This year, health-care reform has emerged as a major topic in the presidential election. While the candidates promote their own plans while criticising their opponents, the fundamental question is: what are the most significant issues? In an emergency, as doctors, we don’t lose sight of the most important parts, the ABCs, or airway, breathing, and circulation. Focusing on the essentials of healthcare reform can help to simplify what could otherwise be a complicated issue. The following challenges must be identified and addressed in order to improve our healthcare system.I strongly suggest you to visit Doctor to learn more about this.

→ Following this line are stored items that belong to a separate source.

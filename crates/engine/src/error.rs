use std::io;

use config::ConfigError;
use index::IndexError;
use segment::SegmentError;
use thiserror::Error;

/// Errors returned by [`Store`](crate::Store) operations.
#[derive(Debug, Error)]
pub enum StoreError {
    /// Invalid configuration, including "no usable hashing algorithm".
    #[error("configuration error: {0}")]
    Config(#[from] ConfigError),

    #[error("io error: {0}")]
    Io(#[from] io::Error),

    /// A record read back from disk does not match its checksum.
    #[error("checksum mismatch in data file {file_id} at offset {offset}")]
    Checksum { file_id: u32, offset: u64 },

    /// The index points at data that is missing or belongs to another key.
    #[error("index entry for key {key:?} is inconsistent: {reason}")]
    IndexInconsistency { key: String, reason: String },

    /// The in-memory index is unusable.
    #[error("index error: {0}")]
    Index(IndexError),

    /// A segment file could not be read or written.
    #[error("segment error: {0}")]
    Segment(SegmentError),

    #[error("invalid argument: {0}")]
    InvalidArgument(String),

    /// The store has been closed.
    #[error("store is closed")]
    Closed,
}

impl From<IndexError> for StoreError {
    fn from(e: IndexError) -> Self {
        match e {
            IndexError::Released => StoreError::Closed,
            other => StoreError::Index(other),
        }
    }
}

impl From<SegmentError> for StoreError {
    fn from(e: SegmentError) -> Self {
        match e {
            SegmentError::Io(io) => StoreError::Io(io),
            SegmentError::Checksum { file_id, offset } => StoreError::Checksum { file_id, offset },
            other => StoreError::Segment(other),
        }
    }
}

impl StoreError {
    pub(crate) fn inconsistency(key: &[u8], reason: impl Into<String>) -> Self {
        StoreError::IndexInconsistency {
            key: String::from_utf8_lossy(key).into_owned(),
            reason: reason.into(),
        }
    }
}
//! Compaction: reclaims the space held by overwritten and deleted records.
//!
//! A sealed data file is scanned in file order. Each record the index still
//! points at is copied to the active data file and the index entry is swapped
//! with a compare-and-swap against the metadata seen during the scan, so a
//! foreground write to the same key always wins. Once every record is
//! scanned and none is live any more, the file and its index file are
//! unlinked.
//!
//! Background compaction runs on `compaction_threads` worker threads fed by
//! a job channel. Files are queued when their stale fraction reaches
//! `compaction_threshold`.

use std::sync::atomic::Ordering;
use std::sync::Arc;
use std::thread::{self, JoinHandle};

use crossbeam_channel::{select, Receiver, Sender};
use index::IndexMeta;
use segment::{DataFile, Record, RecordLocation};
use tracing::{debug, info, warn};

use crate::ledger::FileLedger;
use crate::{ActiveFiles, StoreError, StoreInner};

/// Progress of one file through compaction.
#[derive(Debug, Clone, Copy, PartialEq, Eq)]
pub enum CompactionState {
    /// Reading records and checking them against the index.
    Scanning,
    /// Copying a live record to the active file.
    Rewriting,
    /// Unlinking the drained file.
    Retiring,
    /// The file is gone.
    Done,
}

/// Outcome of compacting one data file.
#[derive(Debug, Clone, PartialEq, Eq)]
pub struct CompactionReport {
    pub file_id: u32,
    /// State the run ended in. Anything but [`CompactionState::Done`] means
    /// the file is still on disk and will be compacted again later.
    pub state: CompactionState,
    pub records_scanned: u64,
    pub records_copied: u64,
    /// Copies discarded because a foreground write changed the key first.
    pub races_lost: u64,
    /// Size of the unlinked file.
    pub bytes_reclaimed: u64,
}

impl CompactionReport {
    fn new(file_id: u32) -> Self {
        Self {
            file_id,
            state: CompactionState::Scanning,
            records_scanned: 0,
            records_copied: 0,
            races_lost: 0,
            bytes_reclaimed: 0,
        }
    }

    /// `true` if the file was unlinked.
    #[must_use]
    pub fn is_done(&self) -> bool {
        self.state == CompactionState::Done
    }
}

impl StoreInner {
    /// Set by close, shutdown or pause. Checked before every record.
    fn compaction_interrupted(&self) -> bool {
        self.stop.load(Ordering::Acquire)
            || self.paused.load(Ordering::Acquire)
            || self.closed.load(Ordering::Acquire)
    }

    /// Queues `file_id` for the workers if it crossed the threshold.
    ///
    /// Caller holds the ledger lock (and usually the append lock).
    pub(crate) fn schedule_locked(&self, ledger: &mut FileLedger, file_id: u32, active_id: u32) {
        let Some(jobs) = &self.jobs else {
            return;
        };
        if self.paused.load(Ordering::Acquire)
            || !ledger.is_eligible(file_id, active_id, self.config.compaction_threshold)
        {
            return;
        }
        if jobs.send(file_id).is_ok() {
            ledger.mark_queued(file_id);
            debug!(file_id, "data file queued for compaction");
        }
    }

    /// Queues every sealed file past the threshold.
    pub(crate) fn schedule_eligible(&self) {
        if self.jobs.is_none() || self.closed.load(Ordering::Acquire) {
            return;
        }
        let w = self.writer.lock();
        let active_id = w.segment.id();
        let mut ledger = self.ledger.lock();
        for id in ledger.eligible(active_id, self.config.compaction_threshold) {
            self.schedule_locked(&mut ledger, id, active_id);
        }
    }

    pub(crate) fn compact_all(&self) -> Result<Vec<CompactionReport>, StoreError> {
        self.check_open()?;
        let ids = {
            let active_id = self.writer.lock().segment.id();
            self.ledger.lock().with_stale_bytes(active_id)
        };
        ids.into_iter().map(|id| self.compact_file(id)).collect()
    }

    /// Compacts `file_id` on the calling thread.
    ///
    /// A file already being compacted elsewhere is left alone and reported
    /// in [`CompactionState::Scanning`] with nothing scanned. A file that no
    /// longer exists is reported [`CompactionState::Done`].
    ///
    /// # Errors
    ///
    /// [`StoreError::InvalidArgument`] for the active data file; I/O and
    /// checksum errors while reading the file or appending copies.
    pub(crate) fn compact_file(&self, file_id: u32) -> Result<CompactionReport, StoreError> {
        self.check_open()?;
        if file_id == self.writer.lock().segment.id() {
            return Err(StoreError::InvalidArgument(format!(
                "data file {file_id} is the active file"
            )));
        }

        let mut report = CompactionReport::new(file_id);
        let file = self.files.read().data_file(file_id);
        let Some(file) = file else {
            self.ledger.lock().forget(file_id);
            report.state = CompactionState::Done;
            return Ok(report);
        };
        if !self.ledger.lock().begin_compaction(file_id) {
            debug!(file_id, "data file is already being compacted");
            return Ok(report);
        }

        let result = self.drain_file(&file, &mut report);
        self.ledger.lock().end_compaction(file_id);
        result?;

        self.counters
            .records_copied
            .fetch_add(report.records_copied, Ordering::Relaxed);
        self.counters
            .races_lost
            .fetch_add(report.races_lost, Ordering::Relaxed);
        if report.is_done() {
            self.counters.files_compacted.fetch_add(1, Ordering::Relaxed);
            info!(
                file_id,
                scanned = report.records_scanned,
                copied = report.records_copied,
                races_lost = report.races_lost,
                reclaimed = report.bytes_reclaimed,
                "data file compacted"
            );
        } else {
            debug!(file_id, scanned = report.records_scanned, "compaction interrupted");
        }
        Ok(report)
    }

    fn drain_file(&self, file: &DataFile, report: &mut CompactionReport) -> Result<(), StoreError> {
        for item in file.iter()? {
            if self.compaction_interrupted() {
                return Ok(());
            }
            let (location, record) = item?;
            report.records_scanned += 1;

            let hash = self.index.hash_key(&record.key);
            let expected = match self.index.get_hashed(hash, &record.key)? {
                Some(meta) if meta.file_id == location.file_id
                    && meta.value_offset == location.value_offset =>
                {
                    meta
                }
                _ => continue,
            };

            report.state = CompactionState::Rewriting;
            if self.rewrite(hash, &record, &expected)? {
                report.records_copied += 1;
            } else {
                report.races_lost += 1;
            }
            report.state = CompactionState::Scanning;
        }

        let stats = self.ledger.lock().get(file.id());
        if stats.live_records > 0 {
            warn!(
                file_id = file.id(),
                live = stats.live_records,
                "scanned data file still has live records, keeping it"
            );
            return Ok(());
        }

        report.state = CompactionState::Retiring;
        report.bytes_reclaimed = file.size();
        self.files.write().retire_data_file(file.id())?;
        self.ledger.lock().forget(file.id());
        report.state = CompactionState::Done;
        Ok(())
    }

    /// Copies one live record to the active file and swaps the index entry
    /// if it still equals `expected`. Returns whether the swap happened.
    fn rewrite(&self, hash: u64, record: &Record, expected: &IndexMeta) -> Result<bool, StoreError> {
        let mut w = self.writer.lock();
        self.check_open()?;
        self.ensure_room(&mut w, record.key.len(), record.value.len())?;

        let ActiveFiles { segment, buf, .. } = &mut *w;
        let copy: RecordLocation = segment.append(
            &self.hasher,
            &record.key,
            &record.value,
            record.sequence_number,
            buf,
        )?;
        let moved = IndexMeta {
            file_id: copy.file_id,
            value_offset: copy.value_offset,
            value_size: copy.value_size,
            sequence_number: record.sequence_number,
        };
        let swapped = self.index.replace_hashed(hash, &record.key, expected, &moved)?;

        let mut ledger = self.ledger.lock();
        ledger.record_live(copy.file_id, copy.record_size);
        if swapped {
            ledger.record_superseded(expected.file_id, copy.record_size);
        } else {
            // The foreground write already accounted for the old record.
            ledger.record_superseded(copy.file_id, copy.record_size);
        }
        Ok(swapped)
    }
}

/// The background compaction threads.
pub(crate) struct CompactionWorkers {
    shutdown: Sender<()>,
    threads: Vec<JoinHandle<()>>,
}

impl CompactionWorkers {
    pub(crate) fn spawn(
        inner: &Arc<StoreInner>,
        jobs: Receiver<u32>,
        count: usize,
    ) -> Result<Self, StoreError> {
        let (shutdown, shutdown_rx) = crossbeam_channel::bounded::<()>(0);
        let mut threads = Vec::with_capacity(count);
        for i in 0..count {
            let inner = Arc::clone(inner);
            let jobs = jobs.clone();
            let shutdown_rx = shutdown_rx.clone();
            let handle = thread::Builder::new()
                .name(format!("eddy-compact-{i}"))
                .spawn(move || worker_loop(&inner, jobs, shutdown_rx))?;
            threads.push(handle);
        }
        debug!(threads = count, "compaction workers started");
        Ok(Self { shutdown, threads })
    }

    /// Disconnects the shutdown channel and waits for every worker.
    /// The caller sets the stop flag first so running scans end early.
    pub(crate) fn shutdown(self) {
        drop(self.shutdown);
        for handle in self.threads {
            if handle.join().is_err() {
                warn!("compaction worker panicked");
            }
        }
    }
}

fn worker_loop(inner: &StoreInner, jobs: Receiver<u32>, shutdown: Receiver<()>) {
    loop {
        select! {
            recv(shutdown) -> _ => return,
            recv(jobs) -> job => match job {
                Ok(file_id) => run_job(inner, file_id),
                Err(_) => return,
            },
        }
    }
}

fn run_job(inner: &StoreInner, file_id: u32) {
    if inner.stop.load(Ordering::Acquire) {
        return;
    }
    match inner.compact_file(file_id) {
        Ok(_) | Err(StoreError::Closed) => {}
        Err(e) => warn!(file_id, error = %e, "background compaction failed"),
    }
}
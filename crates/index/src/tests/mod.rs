mod arena_tests;
mod table_tests;
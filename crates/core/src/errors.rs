use thiserror::Error;

use crate::domain::entity::EntityKind;

#[derive(Clone, Debug, Error, PartialEq, Eq)]
pub enum FieldSpecError {
    #[error("Need 'adapter_name:fields' in '{segment}'\n{example}")]
    MalformedFieldSet { segment: String, example: String },
    #[error("Need at least one field in '{segment}'\n{example}")]
    EmptyFieldList { segment: String, example: String },
}

#[derive(Clone, Debug, Error, PartialEq, Eq)]
pub enum ResolveError {
    #[error("No such adapter named '{adapter}', valid adapter names: {}", name_list(.known))]
    UnknownAdapter { adapter: String, known: Vec<String> },
    #[error(
        "No such field named '{field}' available in adapter '{adapter}', valid field names: {}",
        name_list(.known)
    )]
    UnknownField { field: String, adapter: String, known: Vec<String> },
    #[error("Error fetching {kind} fields: {source}")]
    Schema {
        kind: EntityKind,
        #[source]
        source: InventoryError,
    },
}

/// Failures surfaced by the inventory collaborator.
#[derive(Clone, Debug, Error, PartialEq, Eq)]
pub enum InventoryError {
    #[error("expected at least {required} {kind}, found {found}")]
    TooFewResults { kind: EntityKind, required: usize, found: usize },
    #[error("no saved query named '{name}' for {kind}")]
    SavedQueryNotFound { kind: EntityKind, name: String },
    #[error("remote call failed: {0}")]
    Remote(String),
}

/// Startup failure while turning a configured field spec into a live selection.
#[derive(Clone, Debug, Error, PartialEq, Eq)]
pub enum FieldInitError {
    #[error("invalid {kind} field spec: {source}")]
    Spec {
        kind: EntityKind,
        #[source]
        source: FieldSpecError,
    },
    #[error("could not resolve {kind} fields: {source}")]
    Resolve {
        kind: EntityKind,
        #[source]
        source: ResolveError,
    },
}

impl FieldInitError {
    /// True when the failure came from the remote service rather than the
    /// configured names themselves.
    pub fn is_remote(&self) -> bool {
        matches!(self, Self::Resolve { source: ResolveError::Schema { .. }, .. })
    }
}

fn name_list(names: &[String]) -> String {
    names.iter().map(|name| format!("\n\t{name}")).collect()
}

We aren’t getting the greatest bang for our buck when it comes to healthcare. We consistently spend more per capita than any other industrialised country while having the lowest outcomes. According to a 2007 analysis by the National Committee for Quality Assurance, 75,000 insured Americans died prematurely as a result of not receiving the same level of care as the best-performing health plans. They would still be alive today if they had registered. We will have failed if we continue to subsidise a system that encourages mediocrity. We should recognise and reward hospitals, physician groups, and insurers that consistently provide the correct care at the right time, as well as encourage others to do so.
The financial incentives in our healthcare system must shift. Primary care physicians are in short supply to meet future demand. Current and future retirees are living longer and experiencing more chronic ailments than previous generations. At the same time, due to hefty medical school loans and lower reimbursement than specialists, fewer graduates want to pursue this specialisation. Doctors are compensated for performing treatments rather than for thinking or providing advice, which disadvantages primary care specialists. Only 27% of resident physicians who completed a three-year residency programme expected to become internists in 2003, compared to 54% in 1998. According to studies, countries, healthcare organisations, and individuals who primarily rely on primary care physicians save money.
Everyone should be obliged to get medical coverage. The essential reality of insurance is that everyone is responsible for the minority of people who are at danger of suffering a negative outcome. Individuals would just jump in when expensive medical treatment was required (i.e. pregnancy, cancer) and leave when the situation improved if health insurance was not necessary. The expense of health care would skyrocket. To avoid this type of discrimination, everyone will have to pay into the system.